The best of CeBIT: From driverless pods to floating customer service heads
We scoured Asia Pacific's largest tech event to show you the coolest new innovations.
CeBIT, Asia Pacific's largest and longest running technology event, is being held in Sydney this week and showcasing some seriously cool products.
finder.com.au were there to find out about the latest innovations, which included driverless car pods, 3D printers, huge government drones and VR driving systems. Plus, a disembodied customer service team to you help you navigate it all.
Here are some of the coolest things we saw at CeBIT 2017.
Here we played virtual basketball but learned it was a bit more high tech than that. Displayground is a large-scale responsive content platform for any consumer-facing environment such as retail, museums or even real estate. After we played ball we got to rotate an apartment plan on the screen.

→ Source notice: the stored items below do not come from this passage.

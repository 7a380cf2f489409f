//! Event dispatcher: decode, route, fetch state, hand off.
//!
//! One call to [`Dispatcher::dispatch`] handles exactly one event. Steps run
//! strictly in sequence:
//!
//! 1. Decode the build payload from the envelope.
//! 2. Resolve the trigger name to a [`Flavor`]; unknown triggers end here
//!    without touching any external service.
//! 3. Fetch the request document.
//! 4. Download and parse the Terraform state.
//! 5. Run the flavor's handler.

use std::sync::Arc;

use notifier::{
    BlobStore, CloudEvent, DocumentPath, DocumentStore, Flavor, InvocationId, ObjectKey,
    ProvisioningState, RelayError,
};
use tracing::Instrument;

use crate::flavors::{HandlerContext, HandlerSet};

/// What an invocation did with its event.
#[derive(Debug, Clone, PartialEq, Eq)]
pub enum Outcome {
    /// The trigger is not one of the known flavors; nothing was fetched.
    Ignored {
        /// Trigger name carried by the build, if any.
        trigger_name: Option<String>,
    },
    /// The flavor's handler ran to completion.
    Handled {
        /// Flavor that was dispatched.
        flavor: Flavor,
    },
}

/// Routes build notifications to flavor handlers.
///
/// The store clients are injected so they can be shared across invocations
/// and replaced by doubles in tests.
#[derive(Clone)]
pub struct Dispatcher {
    documents: Arc<dyn DocumentStore>,
    blobs: Arc<dyn BlobStore>,
    handlers: HandlerSet,
}

impl std::fmt::Debug for Dispatcher {
    fn fmt(&self, f: &mut std::fmt::Formatter<'_>) -> std::fmt::Result {
        f.debug_struct("Dispatcher")
            .field("documents", &"<DocumentStore>")
            .field("blobs", &"<BlobStore>")
            .field("handlers", &self.handlers)
            .finish()
    }
}

impl Dispatcher {
    /// Creates a dispatcher over the given clients and handlers.
    pub fn new(
        documents: Arc<dyn DocumentStore>,
        blobs: Arc<dyn BlobStore>,
        handlers: HandlerSet,
    ) -> Self {
        Self {
            documents,
            blobs,
            handlers,
        }
    }

    /// Handles one inbound event.
    ///
    /// # Errors
    ///
    /// Returns [`RelayError`] if the payload cannot be decoded, a fetch
    /// fails, the flavor has no handler, or the handler fails. An unknown
    /// trigger is not an error.
    pub async fn dispatch(&self, event: &CloudEvent) -> Result<Outcome, RelayError> {
        let invocation_id = InvocationId::new_random();
        let span = tracing::info_span!(
            "invocation",
            %invocation_id,
            event_id = event.id.as_deref().unwrap_or_default(),
            message_id = event.data.message.message_id.as_deref().unwrap_or_default(),
            flavor = tracing::field::Empty,
        );
        self.run(event).instrument(span).await
    }

    async fn run(&self, event: &CloudEvent) -> Result<Outcome, RelayError> {
        let build = event.decode_build()?;

        let Some(flavor) = build.route() else {
            tracing::info!(
                trigger_name = build.trigger_name().unwrap_or_default(),
                "Not implemented for trigger name"
            );
            return Ok(Outcome::Ignored {
                trigger_name: build.trigger_name().map(str::to_string),
            });
        };
        tracing::Span::current().record("flavor", flavor.as_str());

        let build = build.into_event(flavor)?;
        tracing::info!(
            trigger_name = flavor.trigger_name(),
            build_status = %build.status,
            request_id = %build.request_id,
            bucket = %build.bucket,
            build_id = build.build_id.as_deref(),
            log_url = build.log_url.as_deref(),
            "Received build data"
        );

        let document_path = DocumentPath::for_request(&build.request_id);
        tracing::info!(path = %document_path, "Fetching request data");
        let request = self.documents.get_document(&document_path).await?;
        if !request.exists() {
            tracing::warn!(path = %document_path, "Request document does not exist");
        }

        let key = ObjectKey::tfstate_for(&build.request_id);
        tracing::info!(bucket = %build.bucket, object = %key, "Fetching terraform state");
        let bytes = self.blobs.download(&build.bucket, &key).await?;
        let state = ProvisioningState::from_bytes(bytes)?;

        let handler = self
            .handlers
            .get(flavor)
            .ok_or(RelayError::NoHandler { flavor })?;
        let ctx = HandlerContext {
            request_id: &build.request_id,
            build_status: &build.status,
            request: &request,
            state: &state,
        };
        handler.handle(&ctx).await?;

        tracing::debug!("Handler completed");
        Ok(Outcome::Handled { flavor })
    }
}
//! RAD Lab notifier dispatcher and flavor handlers.
//!
//! This crate provides the [`Dispatcher`] that turns one build notification
//! into at most one handler invocation, and the five flavor handlers it
//! routes to.
//!
//! ## Architectural Layer
//!
//! **Orchestration layer.** The dispatcher sequences calls between domain
//! logic in the [`notifier`] crate and the port traits (document store, blob
//! store, notebook service). It contains no transport details of its own.
//!
//! ## Flow
//!
//! ```text
//! Received → Routed → LoggingHandler (alpha-fold, genomics ×2, silicon design)
//!                   → DataScienceHandler ─ SUCCESS → look up notebook instances
//!                                        └ other   → no-op
//! ```

pub mod dispatcher;
pub mod flavors;

pub use dispatcher::{Dispatcher, Outcome};
pub use flavors::{DataScienceHandler, FlavorHandler, HandlerContext, HandlerSet, LoggingHandler};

These robots were not only adorable but they were also talented – they are playing soccer in the background. Using machine learning, UNSW undergraduates were able to win one of these robot soccer tournaments by adopting inventive strategies such as turning slightly differently to their competitors or moving a bit faster. However, the robot pictured above is unfortunately retired.
This was one of the most popular exhibits from what we could see. The Australia and New Zealand Driverless Vehicle Initiative (ADVI), which is the peak body servicing automated vehicle activity in both countries, was showing off its interactive pod. This will be able to transport passengers "from point A to point B" without them needing to drive the vehicle. As you can see, the whole experience looks like it would be pretty relaxing.
This was, by far, our favourite feature of the conference. It also was the thing that took the most getting used to. These customer service screens, provided by a startup called Worker Clicks, could be found at various points around the conference and either had a person's face already on the screen or a touch point that you could activate to get assistance.
We worked out that if there is a person on the screen they have a pretty good vision of what's going on and greet you. "Hi girls in blue!" a few of them said to us. This was the part that took some getting used to – you just don't expect a person on a screen to greet you personally.
Western Sydney University VR driving
PhD students at Western Sydney University developed this amazing VR experience. Put on the VR headset and you immediately step into a vehicle. The experience of sitting in the driver's seat with a physical steering wheel, pedals and visual neighbourhood is very strange.